One important difference between America and Europe, especially Eastern Europe, is the qualifications expected of politicians and statesmen.
In Poland, it is not unusual to find senior officials in the foreign ministry who know their nation’s diplomatic history because they earned a doctorate in the subject. Romania’s third president following the 1989 revolution had served previously as rector of the University of Bucharest.
In the U.S., the expectations are different.
The current secretary of State is a professional politician. So was his predecessor. Bank presidents and management consultants can become Navy secretaries -- and have.
It’s the same with writers. Knowledge of a subject is not required for wide publication. The New York Times finds that
The Times published a piece earlier this week by the same author. He argues that because the U.S. has 10 nuclear-powered aircraft carriers, its Navy “is big enough.”
If those 10 ships could remain on patrol indefinitely, this argument would carry weight. They cannot. They must return home so that crews can be rotated, equipment repaired, and eventually, nuclear fuel replenished. About three or four carriers are required to keep one on station permanently.
The same author argued that a modern, stealthy destroyer now under construction gives the U.S. Navy uncontestable advantage. He did not note that the Navy had originally planned to build 32 of these ships but, as a result of high cost, has reduced the purchase to two.
Omitting important facts can make for persuasive writing, but it does not change reality.
The Times opinion article concluded that officers of foreign navies learn at the U.S. Naval War College “that there is zero chance they will ever defeat the United States in battle -- so why even try?” This way of thinking is a prescription for mischief. Royal Navy officers who looked at the world through these roseate glasses in 1812 when England was indisputably the world’s greatest naval power were surprised by successive defeats at the hands of the fledgling U.S. Navy. The upstart, smaller Japanese fleet took on the considerably larger and more experienced Russian fleet in 1905, and defeated it to nearly everyone’s surprise.
Success -- in any human action -- is assisted by size, experience, power, planning, and flexibility. But not one of these variables guarantees success.
The U.S. Navy is not an exception. Its size today -- 275 combatants, down from 568 at the end of the Reagan administration -- does not assure invincibility. And its reach, while protecting global U.S. and allied interests, is vulnerable to potential adversaries whose enlarging regional naval forces are an increasing challenge.
If the U.S. Navy shrinks substantially as a result of decreasing shipbuilding budgets and increasing ship costs, it will be stretched thin enough to be at risk from regional powers -- such as China -- that concentrate their forces to prevent the U.S. from either projecting force in the region or communicating with its allies.
Continued difficulty with controlling shipbuilding costs, cancelling the replacement for the Navy’s current cruisers, and the prospect of huge investments to replace an ageing ballistic missile submarine fleet point toward a shrinking fleet. Nor does the damage stop with the likelihood of a fleet that contracts significantly in the future.

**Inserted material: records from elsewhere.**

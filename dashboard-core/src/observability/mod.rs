pub mod logging;
pub mod trace_context;

pub use logging::init_tracing;
pub use trace_context::{
    REQUEST_ID_HEADER, TRACEPARENT_HEADER, TRACESTATE_HEADER, inject_outbound_headers,
    inject_trace_context,
};
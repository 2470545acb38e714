use http::StatusCode;
use thiserror::Error;

/// Failures of a session storage backend.
#[derive(Debug, Error)]
pub enum SessionError {
    #[error("Session record has an empty access token")]
    EmptyAccessToken,

    #[error("Session storage I/O error: {0}")]
    Io(#[from] std::io::Error),

    #[error("Session record serialization error: {0}")]
    Serialization(#[from] serde_json::Error),
}

/// Failures of the transport collaborator. Passed through to callers untouched.
#[derive(Debug, Clone, Error)]
pub enum TransportError {
    #[error("Request timed out: {0}")]
    Timeout(String),

    #[error("HTTP request failed: {0}")]
    Network(String),

    #[error("Invalid request: {0}")]
    InvalidRequest(String),
}

impl From<reqwest::Error> for TransportError {
    fn from(err: reqwest::Error) -> Self {
        if err.is_timeout() {
            TransportError::Timeout(err.to_string())
        } else if err.is_builder() {
            TransportError::InvalidRequest(err.to_string())
        } else {
            TransportError::Network(err.to_string())
        }
    }
}

/// Why a call to the refresh endpoint did not produce new credentials.
#[derive(Debug, Error)]
pub enum RefreshFailure {
    #[error("refresh endpoint returned {0}")]
    Status(StatusCode),

    #[error("refresh response carried no usable access token")]
    MissingAccessToken,

    #[error("refresh response could not be decoded: {0}")]
    Decode(String),

    #[error(transparent)]
    Transport(#[from] TransportError),
}

/// Terminal errors surfaced by [`crate::pipeline::AuthPipeline`].
///
/// An authentication failure that a refresh resolves never reaches the caller.
#[derive(Debug, Error)]
pub enum PipelineError {
    #[error(transparent)]
    Transport(#[from] TransportError),

    #[error("Request failed with status {status}")]
    Status { status: StatusCode, body: Vec<u8> },

    #[error("No refresh token available; session ended")]
    RefreshTokenMissing,

    #[error("Token refresh rejected: {0}")]
    RefreshRejected(String),

    #[error("Replayed request was rejected as unauthenticated")]
    ReplayAuthFailure,

    #[error("Token refresh was abandoned before it completed")]
    RefreshAbandoned,

    #[error("Session was closed while the token refresh was in flight")]
    SessionClosed,

    #[error("Login failed: {0}")]
    Login(String),

    #[error(transparent)]
    Session(#[from] SessionError),

    #[error("Invalid pipeline configuration: {0}")]
    InvalidConfiguration(String),
}

impl PipelineError {
    /// Whether this error ended the session (cleared it and requested a redirect).
    pub fn is_escalation(&self) -> bool {
        matches!(
            self,
            PipelineError::RefreshTokenMissing | PipelineError::RefreshRejected(_)
        )
    }
}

The uncertain fate of weapons that are needed right now is evidence that a very large question mark hangs over the Navy’s future size.

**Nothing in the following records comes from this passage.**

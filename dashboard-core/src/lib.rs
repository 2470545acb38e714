//! dashboard-core: Shared infrastructure for the dashboard client crates.
pub mod config;
pub mod error;
pub mod observability;

pub use serde;
pub use serde_json;
pub use tokio;
pub use tracing;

The U.S. used 47 Tomahawk cruise missiles in strikes against ISIS anti-aircraft missile batteries. These allowed U.S. and allied aircraft to follow with attacks against enemy infrastructure and troops. The weapon -- which has been used at an average rate of about 100 per year since it joined the U.S. arsenal in the mid-1980s -- is a mainstay of American seapower’s ability to project combat power. Yet, at the administration’s direction, **the Navy asked Congress to purchase about half the number of Tomahawk cruise missiles needed to assure the continuity of their production**.
After these are manufactured, the skilled workers who make the missile will stop for two years until modernization of the existing cruise missile fleet begins. The likelihood that many of these workers will seek jobs elsewhere is real.
It’s but another example of America’s buckling seapower. The tectonic shifts that are abrading it lie just far enough beneath the surface to escape notice by the public and policy makers alike. Powerful globally distributed seapower is inseparable from America’s status as a great power. This status is being placed at risk as much by the failure to maintain a specific combat system as it is by the faltering prospect for a sufficiently large fleet in the future.
No, the U.S. Navy is not big enough.